Problem to solve: Every line from the first in the listing below to the line containing "from the name" is to be repeated exactly, and no line past it.

Top of Records for processing

//! Board occupancy counts and per-player display style

use sha2::{Digest, Sha256};

use crate::types::{Entry, PlayerSummary, GRID_SIZE};

const PLAYER_COLORS: &[&str] = &[
    "#E53935", "#1E88E5", "#43A047", "#FB8C00", "#8E24AA", "#00ACC1", "#FDD835", "#6D4C41",
    "#D81B60", "#3949AB", "#7CB342", "#F4511E",
];

const PLAYER_EMOJIS: &[&str] = &[
    "🏈", "🏆", "🔥", "⭐", "🎉", "🍕", "🌭", "🍺", "🦅", "🐻", "🦁", "🐯", "🐬", "🚀", "💪", "🎯",
];

/// Stable palette index for a name; the same name always lands on the same slot
fn palette_index(name: &str, len: usize) -> usize {
    let digest = Sha256::digest(name.as_bytes());
    let mut prefix = [0u8; 8];
    prefix.copy_from_slice(&digest[..8]);
    (u64::from_be_bytes(prefix) % len as u64) as usize
}

pub fn get_player_color(name: &str) -> &'static str {
    PLAYER_COLORS[palette_index(name, PLAYER_COLORS.len())]
}

pub fn get_player_emoji(name: &str) -> &'static str {
    PLAYER_EMOJIS[palette_index(name, PLAYER_EMOJIS.len())]
}

/// Emoji and color for a player: whatever their first square used, else derived from the name
pub fn player_style(entries: &[Entry], name: &str) -> (String, String) {
    match entries.iter().find(|e| e.player_name == name) {
        Some(first) => (first.player_emoji.clone(), first.player_color.clone()),
        None => (
            get_player_emoji(name).to_string(),
            get_player_color(name).to_string(),
        ),
    }
}

pub fn count_claimed(entries: &[Entry]) -> usize {
    entries.len()
}

pub fn is_board_full(entries: &[Entry]) -> bool {
    count_claimed(entries) == GRID_SIZE * GRID_SIZE
}

/// Squares held by `player_name` (exact, case-sensitive match)
pub fn count_player_squares(entries: &[Entry], player_name: &str) -> usize {
    entries
        .iter()
        .filter(|e| e.player_name == player_name)
        .count()
}

/// One summary per distinct player, in order of their first claim
pub fn get_unique_players(entries: &[Entry]) -> Vec<PlayerSummary> {
    let mut players: Vec<PlayerSummary> = Vec::new();

    for entry in entries {
        match players.iter_mut().find(|p| p.name == entry.player_name) {
            Some(player) => player.count += 1,
            None => players.push(PlayerSummary {
                name: entry.player_name.clone(),
                emoji: entry.player_emoji.clone(),
                color: entry.player_color.clone(),
                count: 1,
            }),
        }
    }

    players
}
//! Claim admission and bulk fill
//!
//! Everything here is validate-then-return: a request is either accepted as a
//! whole set of new cells or rejected without producing any.

use std::collections::HashSet;

use super::error::{SquaresError, SquaresResult};
use super::players::{count_player_squares, get_unique_players, player_style};
use crate::types::{Cell, Entry, FillMode, Game, GameStatus, UserId, GRID_SIZE};

/// A cell assignment ready to be stored as an [`Entry`]
#[derive(Debug, Clone, PartialEq)]
pub struct NewEntry {
    pub row_index: u8,
    pub col_index: u8,
    pub player_name: String,
    pub player_user_id: Option<UserId>,
    pub player_emoji: String,
    pub player_color: String,
}

impl NewEntry {
    pub fn cell(&self) -> Cell {
        Cell {
            row: self.row_index.into(),
            col: self.col_index.into(),
        }
    }
}

/// Whether a player holding `current` squares may take `requested` more
pub fn can_claim(max_squares_per_player: Option<u32>, current: usize, requested: usize) -> bool {
    match max_squares_per_player {
        None => true,
        Some(max) => current + requested <= max as usize,
    }
}

pub fn check_quota(
    entries: &[Entry],
    player_name: &str,
    requested: usize,
    max_squares_per_player: Option<u32>,
) -> SquaresResult<()> {
    let current = count_player_squares(entries, player_name);
    match max_squares_per_player {
        Some(max) if !can_claim(Some(max), current, requested) => {
            Err(SquaresError::QuotaExceeded {
                current,
                max,
                requested,
            })
        }
        _ => Ok(()),
    }
}

fn require_open(game: &Game, action: &str) -> SquaresResult<()> {
    if game.status != GameStatus::Open {
        return Err(SquaresError::InvalidState(format!(
            "cannot {} once the board is {}",
            action, game.status
        )));
    }
    Ok(())
}

/// Validate a multi-cell claim against the board
///
/// Checks run in order: board open, request non-empty, cells on the board,
/// no cell repeated within the request, no cell already taken, quota.
pub fn validate_claim(
    game: &Game,
    entries: &[Entry],
    player_name: &str,
    cells: &[Cell],
) -> SquaresResult<Vec<Cell>> {
    require_open(game, "claim squares")?;

    if cells.is_empty() {
        return Err(SquaresError::EmptyClaim);
    }

    if let Some(cell) = cells.iter().find(|c| !c.in_bounds()) {
        return Err(SquaresError::OutOfBounds(*cell));
    }

    let mut seen = HashSet::with_capacity(cells.len());
    for cell in cells {
        if !seen.insert(*cell) {
            return Err(SquaresError::DuplicateClaim(*cell));
        }
    }

    let taken = claimed_cells(entries);
    if let Some(cell) = cells.iter().find(|c| taken.contains(*c)) {
        return Err(SquaresError::DuplicateClaim(*cell));
    }

    check_quota(entries, player_name, cells.len(), game.max_squares_per_player)?;

    Ok(cells.to_vec())
}

/// Build the new entries for an admitted claim
pub fn plan_claim(
    game: &Game,
    entries: &[Entry],
    player_name: &str,
    player_user_id: Option<UserId>,
    cells: &[Cell],
) -> SquaresResult<Vec<NewEntry>> {
    let cells = validate_claim(game, entries, player_name, cells)?;
    let (emoji, color) = player_style(entries, player_name);

    cells
        .into_iter()
        .map(|cell| {
            let (row_index, col_index) = cell.indices().ok_or(SquaresError::OutOfBounds(cell))?;
            Ok(NewEntry {
                row_index,
                col_index,
                player_name: player_name.to_string(),
                player_user_id: player_user_id.clone(),
                player_emoji: emoji.clone(),
                player_color: color.clone(),
            })
        })
        .collect()
}

fn claimed_cells(entries: &[Entry]) -> HashSet<Cell> {
    entries.iter().map(Cell::from).collect()
}

fn empty_indices(entries: &[Entry]) -> Vec<(u8, u8)> {
    let mut taken = [[false; GRID_SIZE]; GRID_SIZE];
    for e in entries {
        taken[e.row_index as usize][e.col_index as usize] = true;
    }
    (0..GRID_SIZE as u8)
        .flat_map(|row| (0..GRID_SIZE as u8).map(move |col| (row, col)))
        .filter(|&(row, col)| !taken[row as usize][col as usize])
        .collect()
}

/// Unclaimed cells in row-major order
pub fn empty_cells(entries: &[Entry]) -> Vec<Cell> {
    empty_indices(entries)
        .into_iter()
        .map(|(row, col)| Cell {
            row: row.into(),
            col: col.into(),
        })
        .collect()
}

/// Assign every empty cell according to `mode`
pub fn plan_bulk_fill(
    game: &Game,
    entries: &[Entry],
    mode: &FillMode,
) -> SquaresResult<Vec<NewEntry>> {
    require_open(game, "fill the board")?;

    let empty = empty_indices(entries);

    match mode {
        FillMode::RoundRobin => {
            let players = get_unique_players(entries);
            if players.is_empty() {
                return Err(SquaresError::NoPlayers);
            }

            Ok(empty
                .into_iter()
                .zip(players.iter().cycle())
                .map(|((row_index, col_index), player)| NewEntry {
                    row_index,
                    col_index,
                    player_name: player.name.clone(),
                    player_user_id: entries
                        .iter()
                        .find(|e| e.player_name == player.name)
                        .and_then(|e| e.player_user_id.clone()),
                    player_emoji: player.emoji.clone(),
                    player_color: player.color.clone(),
                })
                .collect())
        }
        FillMode::House { name } => {
            let (emoji, color) = player_style(entries, name);
            Ok(empty
                .into_iter()
                .map(|(row_index, col_index)| NewEntry {
                    row_index,
                    col_index,
                    player_name: name.clone(),
                    player_user_id: None,
                    player_emoji: emoji.clone(),
                    player_color: color.clone(),
                })
                .collect())
        }
    }
}
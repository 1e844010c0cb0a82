use std::sync::Arc;
use std::time::Duration;
use tower_http::{cors::CorsLayer, services::ServeDir, trace::TraceLayer};
use tracing_subscriber::{layer::SubscriberExt, util::SubscriberInitExt};

use bowlparty::{api, auth, config::ServerConfig, janitor, rate_limit, state::AppState};

#[tokio::main]
async fn main() -> std::io::Result<()> {
    // Load .env file if present (before any env var reads)
    if let Err(e) = dotenvy::dotenv() {
        if !e.not_found() {
            eprintln!("Warning: Failed to load .env file: {}", e);
        }
    }

    tracing_subscriber::registry()
        .with(
            tracing_subscriber::EnvFilter::try_from_default_env()
                .unwrap_or_else(|_| "bowlparty=debug,tower_http=debug".into()),
        )
        .with(tracing_subscriber::fmt::layer())
        .init();

    tracing::info!("Starting Bowl Party...");

    let server_config = ServerConfig::from_env();
    let auth_config = Arc::new(auth::AuthConfig::from_env());
    let rate_limit_config = Arc::new(rate_limit::RateLimitConfig::from_env());

    let state = Arc::new(AppState::with_streak_ttl(server_config.streak_ttl));

    janitor::spawn_cache_cleanup(
        state.clone(),
        rate_limit_config.clone(),
        Duration::from_secs(60),
    );

    let app = api::router(state, auth_config, rate_limit_config)
        .fallback_service(ServeDir::new("static"))
        .layer(CorsLayer::permissive())
        .layer(TraceLayer::new_for_http());

    tracing::info!("Listening on http://{}", server_config.bind_addr);

    let listener = tokio::net::TcpListener::bind(server_config.bind_addr).await?;
    axum::serve(listener, app).await
}
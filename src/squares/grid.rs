//! Board numbers and quarter winners
//!
//! Rows carry Team A's last score digit, columns carry Team B's. Both digit
//! sequences are hidden until the board is locked.

use rand::seq::SliceRandom;
use rand::Rng;
use serde::{Deserialize, Serialize};

use super::error::{SquaresError, SquaresResult};
use crate::types::{Entry, Game, GameStatus, QuarterScore, WinningResult, GRID_SIZE, QUARTERS};

/// Digit assignment for a locked board
#[derive(Debug, Clone, Copy, PartialEq, Eq, Serialize, Deserialize)]
pub struct BoardNumbers {
    pub row_numbers: [u8; GRID_SIZE],
    pub col_numbers: [u8; GRID_SIZE],
}

#[derive(Debug, Clone, Copy, PartialEq, Eq, Serialize, Deserialize)]
pub struct Position {
    pub row: u8,
    pub col: u8,
}

#[derive(Debug, Clone, PartialEq, Serialize, Deserialize)]
pub struct WinningSquare {
    pub row: u8,
    pub col: u8,
    pub entry: Entry,
}

/// Where a quarter stands
#[derive(Debug, Clone, PartialEq, Serialize, Deserialize)]
#[serde(tag = "state", rename_all = "snake_case")]
pub enum QuarterOutcome {
    /// Scores not entered (or board not locked)
    Pending,
    /// Winning square exists but nobody claimed it
    Unclaimed { row: u8, col: u8 },
    Winner { row: u8, col: u8, entry: Entry },
}

/// Uniform random permutation of 0..=9 (Fisher-Yates via `SliceRandom::shuffle`)
pub fn shuffled_digits<R: Rng + ?Sized>(rng: &mut R) -> [u8; GRID_SIZE] {
    let mut digits: [u8; GRID_SIZE] = std::array::from_fn(|i| i as u8);
    digits.shuffle(rng);
    digits
}

fn assign_numbers<R: Rng + ?Sized>(game: &mut Game, rng: &mut R) -> BoardNumbers {
    let numbers = BoardNumbers {
        row_numbers: shuffled_digits(rng),
        col_numbers: shuffled_digits(rng),
    };
    game.row_numbers = Some(numbers.row_numbers);
    game.col_numbers = Some(numbers.col_numbers);
    numbers
}

/// Lock an open board and reveal its numbers
pub fn lock_board<R: Rng + ?Sized>(game: &mut Game, rng: &mut R) -> SquaresResult<BoardNumbers> {
    if game.status != GameStatus::Open {
        return Err(SquaresError::InvalidState(format!(
            "board can only be locked while open (status: {})",
            game.status
        )));
    }

    let numbers = assign_numbers(game, rng);
    game.status = GameStatus::Locked;
    Ok(numbers)
}

/// Draw new numbers for a locked board that has no scores yet
pub fn reshuffle_numbers<R: Rng + ?Sized>(
    game: &mut Game,
    rng: &mut R,
) -> SquaresResult<BoardNumbers> {
    if game.status != GameStatus::Locked {
        return Err(SquaresError::InvalidState(format!(
            "numbers can only be reshuffled while locked (status: {})",
            game.status
        )));
    }
    if get_latest_quarter(game) > 0 {
        return Err(SquaresError::InvalidState(
            "numbers cannot be reshuffled once a quarter has been scored".to_string(),
        ));
    }

    Ok(assign_numbers(game, rng))
}

fn quarter_slot(quarter: u8) -> Option<usize> {
    (1..=QUARTERS as u8)
        .contains(&quarter)
        .then(|| quarter as usize - 1)
}

/// Highest consecutively scored quarter, 0 if none
pub fn get_latest_quarter(game: &Game) -> u8 {
    game.scores.iter().take_while(|s| s.is_some()).count() as u8
}

pub fn quarter_score(game: &Game, quarter: u8) -> Option<QuarterScore> {
    game.scores[quarter_slot(quarter)?]
}

/// Record the end-of-quarter score. Quarters must be entered in order.
pub fn submit_quarter_score(
    game: &mut Game,
    quarter: u8,
    score: QuarterScore,
) -> SquaresResult<()> {
    if !matches!(game.status, GameStatus::Locked | GameStatus::InProgress) {
        return Err(SquaresError::InvalidState(format!(
            "scores can only be entered after locking (status: {})",
            game.status
        )));
    }

    let next = get_latest_quarter(game) + 1;
    let slot = quarter_slot(quarter)
        .ok_or_else(|| SquaresError::InvalidState(format!("quarter {} does not exist", quarter)))?;
    if quarter != next {
        return Err(SquaresError::InvalidState(format!(
            "expected a score for quarter {}, got quarter {}",
            next, quarter
        )));
    }

    game.scores[slot] = Some(score);
    game.status = if quarter as usize == QUARTERS {
        GameStatus::Completed
    } else {
        GameStatus::InProgress
    };
    Ok(())
}

/// Clear the latest quarter's score; returns the cleared quarter
pub fn undo_quarter_score(game: &mut Game) -> SquaresResult<u8> {
    let latest = get_latest_quarter(game);
    if latest == 0 {
        return Err(SquaresError::InvalidState(
            "no quarter score to undo".to_string(),
        ));
    }

    game.scores[latest as usize - 1] = None;
    game.status = if latest == 1 {
        GameStatus::Locked
    } else {
        GameStatus::InProgress
    };
    Ok(latest)
}

/// Row/column whose digits match the last digit of each team's score
pub fn get_winning_position(game: &Game, quarter: u8) -> Option<Position> {
    let score = quarter_score(game, quarter)?;
    let row_numbers = game.row_numbers.as_ref()?;
    let col_numbers = game.col_numbers.as_ref()?;

    let digit_a = (score.team_a % 10) as u8;
    let digit_b = (score.team_b % 10) as u8;
    let row = row_numbers.iter().position(|&d| d == digit_a)?;
    let col = col_numbers.iter().position(|&d| d == digit_b)?;

    Some(Position {
        row: row as u8,
        col: col as u8,
    })
}

fn entry_at(entries: &[Entry], row: u8, col: u8) -> Option<&Entry> {
    entries
        .iter()
        .find(|e| e.row_index == row && e.col_index == col)
}

/// Claimed winning square for a quarter, None if pending or unclaimed
pub fn get_winning_square(game: &Game, quarter: u8, entries: &[Entry]) -> Option<WinningSquare> {
    let pos = get_winning_position(game, quarter)?;
    let entry = entry_at(entries, pos.row, pos.col)?;
    Some(WinningSquare {
        row: pos.row,
        col: pos.col,
        entry: entry.clone(),
    })
}

pub fn resolve_quarter(game: &Game, quarter: u8, entries: &[Entry]) -> QuarterOutcome {
    let Some(pos) = get_winning_position(game, quarter) else {
        return QuarterOutcome::Pending;
    };

    match entry_at(entries, pos.row, pos.col) {
        Some(entry) => QuarterOutcome::Winner {
            row: pos.row,
            col: pos.col,
            entry: entry.clone(),
        },
        None => QuarterOutcome::Unclaimed {
            row: pos.row,
            col: pos.col,
        },
    }
}

/// Results for every scored quarter, in quarter order
pub fn quarter_results(game: &Game, entries: &[Entry]) -> Vec<WinningResult> {
    (1..=get_latest_quarter(game))
        .filter_map(|quarter| {
            let pos = get_winning_position(game, quarter)?;
            Some(WinningResult {
                quarter,
                row: pos.row,
                col: pos.col,
                entry: entry_at(entries, pos.row, pos.col).cloned(),
            })
        })
        .collect()
}

#[cfg(test)]
mod tests {
    use super::*;
    use crate::squares::test_support::{entry, open_game};
    use rand::rngs::StdRng;
    use rand::SeedableRng;

    fn locked_game() -> Game {
        let mut game = open_game();
        game.status = GameStatus::Locked;
        game.row_numbers = Some([7, 2, 9, 0, 3, 5, 1, 8, 4, 6]);
        game.col_numbers = Some([0, 1, 2, 3, 4, 5, 6, 7, 8, 9]);
        game
    }

    fn score(a: u32, b: u32) -> QuarterScore {
        QuarterScore {
            team_a: a,
            team_b: b,
        }
    }

    fn is_permutation(digits: &[u8; GRID_SIZE]) -> bool {
        let mut sorted = *digits;
        sorted.sort_unstable();
        sorted == [0, 1, 2, 3, 4, 5, 6, 7, 8, 9]
    }

    #[test]
    fn test_lock_board_assigns_permutations() {
        let mut rng = StdRng::seed_from_u64(7);
        let mut game = open_game();

        let numbers = lock_board(&mut game, &mut rng).unwrap();

        assert_eq!(game.status, GameStatus::Locked);
        assert!(is_permutation(&numbers.row_numbers));
        assert!(is_permutation(&numbers.col_numbers));
        assert_eq!(game.row_numbers, Some(numbers.row_numbers));
        assert_eq!(game.col_numbers, Some(numbers.col_numbers));
    }

    #[test]
    fn test_lock_board_rejects_non_open() {
        let mut rng = StdRng::seed_from_u64(1);
        let mut game = locked_game();
        let before = game.row_numbers;

        let result = lock_board(&mut game, &mut rng);
        assert!(matches!(result, Err(SquaresError::InvalidState(_))));
        assert_eq!(game.row_numbers, before);
    }

    #[test]
    fn test_shuffle_is_roughly_uniform() {
        let mut rng = StdRng::seed_from_u64(42);
        let trials = 20_000;
        // counts[pos][digit]
        let mut counts = [[0u32; GRID_SIZE]; GRID_SIZE];
        for _ in 0..trials {
            let digits = shuffled_digits(&mut rng);
            assert!(is_permutation(&digits));
            for (pos, &d) in digits.iter().enumerate() {
                counts[pos][d as usize] += 1;
            }
        }

        // Expected 2000 per (pos, digit); allow a generous band
        for row in counts.iter() {
            for &c in row.iter() {
                assert!((1700..=2300).contains(&c), "count {} out of range", c);
            }
        }
    }

    #[test]
    fn test_reshuffle_only_before_scores() {
        let mut rng = StdRng::seed_from_u64(3);
        let mut game = open_game();
        assert!(matches!(
            reshuffle_numbers(&mut game, &mut rng),
            Err(SquaresError::InvalidState(_))
        ));

        lock_board(&mut game, &mut rng).unwrap();
        let numbers = reshuffle_numbers(&mut game, &mut rng).unwrap();
        assert!(is_permutation(&numbers.row_numbers));
        assert_eq!(game.col_numbers, Some(numbers.col_numbers));
        assert_eq!(game.status, GameStatus::Locked);

        submit_quarter_score(&mut game, 1, score(7, 3)).unwrap();
        let before = (game.row_numbers, game.col_numbers);
        assert!(matches!(
            reshuffle_numbers(&mut game, &mut rng),
            Err(SquaresError::InvalidState(_))
        ));
        assert_eq!((game.row_numbers, game.col_numbers), before);
    }

    #[test]
    fn test_reshuffle_rejected_when_scores_exist_even_if_locked() {
        let mut rng = StdRng::seed_from_u64(3);
        let mut game = locked_game();
        game.scores[0] = Some(score(3, 0));

        assert!(matches!(
            reshuffle_numbers(&mut game, &mut rng),
            Err(SquaresError::InvalidState(_))
        ));
    }

    #[test]
    fn test_winning_position_uses_last_digits() {
        let mut game = locked_game();
        assert_eq!(get_winning_position(&game, 1), None);

        submit_quarter_score(&mut game, 1, score(23, 17)).unwrap();
        // last digit 3 sits at row index 4, last digit 7 at column index 7
        assert_eq!(get_winning_position(&game, 1), Some(Position { row: 4, col: 7 }));
        assert_eq!(get_winning_position(&game, 2), None);
        assert_eq!(get_winning_position(&game, 0), None);
        assert_eq!(get_winning_position(&game, 5), None);
    }

    #[test]
    fn test_winning_position_requires_numbers() {
        let mut game = open_game();
        game.scores[0] = Some(score(10, 10));
        assert_eq!(get_winning_position(&game, 1), None);
    }

    #[test]
    fn test_winning_square_unclaimed_vs_pending() {
        let mut game = locked_game();
        let entries = vec![entry(&game, 4, 7, "Alice")];

        assert_eq!(get_winning_square(&game, 1, &entries), None);
        assert_eq!(resolve_quarter(&game, 1, &entries), QuarterOutcome::Pending);

        submit_quarter_score(&mut game, 1, score(23, 17)).unwrap();
        let win = get_winning_square(&game, 1, &entries).unwrap();
        assert_eq!((win.row, win.col), (4, 7));
        assert_eq!(win.entry.player_name, "Alice");

        submit_quarter_score(&mut game, 2, score(30, 20)).unwrap();
        // digit 0 -> row 3, digit 0 -> col 0, nobody there
        assert_eq!(get_winning_square(&game, 2, &entries), None);
        assert_eq!(
            resolve_quarter(&game, 2, &entries),
            QuarterOutcome::Unclaimed { row: 3, col: 0 }
        );
    }

    #[test]
    fn test_quarter_scores_monotonic() {
        let mut game = locked_game();
        assert_eq!(get_latest_quarter(&game), 0);

        let result = submit_quarter_score(&mut game, 2, score(7, 0));
        assert!(matches!(result, Err(SquaresError::InvalidState(_))));

        submit_quarter_score(&mut game, 1, score(7, 0)).unwrap();
        assert_eq!(game.status, GameStatus::InProgress);
        assert_eq!(get_latest_quarter(&game), 1);

        // Re-entering Q1 or skipping to Q3 are both rejected
        assert!(submit_quarter_score(&mut game, 1, score(7, 3)).is_err());
        assert!(submit_quarter_score(&mut game, 3, score(7, 3)).is_err());

        submit_quarter_score(&mut game, 2, score(14, 3)).unwrap();
        submit_quarter_score(&mut game, 3, score(17, 10)).unwrap();
        assert_eq!(game.status, GameStatus::InProgress);
        submit_quarter_score(&mut game, 4, score(24, 20)).unwrap();
        assert_eq!(game.status, GameStatus::Completed);
        assert_eq!(get_latest_quarter(&game), 4);

        assert!(submit_quarter_score(&mut game, 5, score(24, 20)).is_err());
    }

    #[test]
    fn test_scores_rejected_while_open() {
        let mut game = open_game();
        let result = submit_quarter_score(&mut game, 1, score(7, 0));
        assert!(matches!(result, Err(SquaresError::InvalidState(_))));
        assert_eq!(game.scores[0], None);
    }

    #[test]
    fn test_undo_quarter_score() {
        let mut game = locked_game();
        assert!(undo_quarter_score(&mut game).is_err());

        submit_quarter_score(&mut game, 1, score(7, 0)).unwrap();
        submit_quarter_score(&mut game, 2, score(14, 3)).unwrap();

        assert_eq!(undo_quarter_score(&mut game).unwrap(), 2);
        assert_eq!(game.status, GameStatus::InProgress);
        assert_eq!(undo_quarter_score(&mut game).unwrap(), 1);
        assert_eq!(game.status, GameStatus::Locked);
        assert_eq!(get_latest_quarter(&game), 0);
    }

    #[test]
    fn test_undo_from_completed() {
        let mut game = locked_game();
        for (q, s) in [(1, 3), (2, 10), (3, 13), (4, 20)] {
            submit_quarter_score(&mut game, q, score(s, s)).unwrap();
        }
        assert_eq!(game.status, GameStatus::Completed);
        assert_eq!(undo_quarter_score(&mut game).unwrap(), 4);
        assert_eq!(game.status, GameStatus::InProgress);
    }

    #[test]
    fn test_latest_quarter_stops_at_first_gap() {
        let mut game = locked_game();
        game.scores[0] = Some(score(1, 1));
        game.scores[2] = Some(score(3, 3));
        assert_eq!(get_latest_quarter(&game), 1);
    }

    #[test]
    fn test_quarter_results() {
        let mut game = locked_game();
        let entries = vec![entry(&game, 4, 7, "Alice")];
        assert!(quarter_results(&game, &entries).is_empty());

        submit_quarter_score(&mut game, 1, score(23, 17)).unwrap();
        submit_quarter_score(&mut game, 2, score(30, 20)).unwrap();

        let results = quarter_results(&game, &entries);
        assert_eq!(results.len(), 2);
        assert_eq!(results[0].quarter, 1);
        assert_eq!(
            results[0].entry.as_ref().map(|e| e.player_name.as_str()),
            Some("Alice")
        );
        assert_eq!(results[1].quarter, 2);
        assert_eq!((results[1].row, results[1].col), (3, 0));
        assert!(results[1].entry.is_none());
    }
}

Bottom of Records for processing

Solution below:
//! Board occupancy counts and per-player display style

use sha2::{Digest, Sha256};

use crate::types::{Entry, PlayerSummary, GRID_SIZE};

const PLAYER_COLORS: &[&str] = &[
    "#E53935", "#1E88E5", "#43A047", "#FB8C00", "#8E24AA", "#00ACC1", "#FDD835", "#6D4C41",
    "#D81B60", "#3949AB", "#7CB342", "#F4511E",
];

const PLAYER_EMOJIS: &[&str] = &[
    "🏈", "🏆", "🔥", "⭐", "🎉", "🍕", "🌭", "🍺", "🦅", "🐻", "🦁", "🐯", "🐬", "🚀", "💪", "🎯",
];

/// Stable palette index for a name; the same name always lands on the same slot
fn palette_index(name: &str, len: usize) -> usize {
    let digest = Sha256::digest(name.as_bytes());
    let mut prefix = [0u8; 8];
    prefix.copy_from_slice(&digest[..8]);
    (u64::from_be_bytes(prefix) % len as u64) as usize
}

pub fn get_player_color(name: &str) -> &'static str {
    PLAYER_COLORS[palette_index(name, PLAYER_COLORS.len())]
}

pub fn get_player_emoji(name: &str) -> &'static str {
    PLAYER_EMOJIS[palette_index(name, PLAYER_EMOJIS.len())]
}

/// Emoji and color for a player: whatever their first square used, else derived from the name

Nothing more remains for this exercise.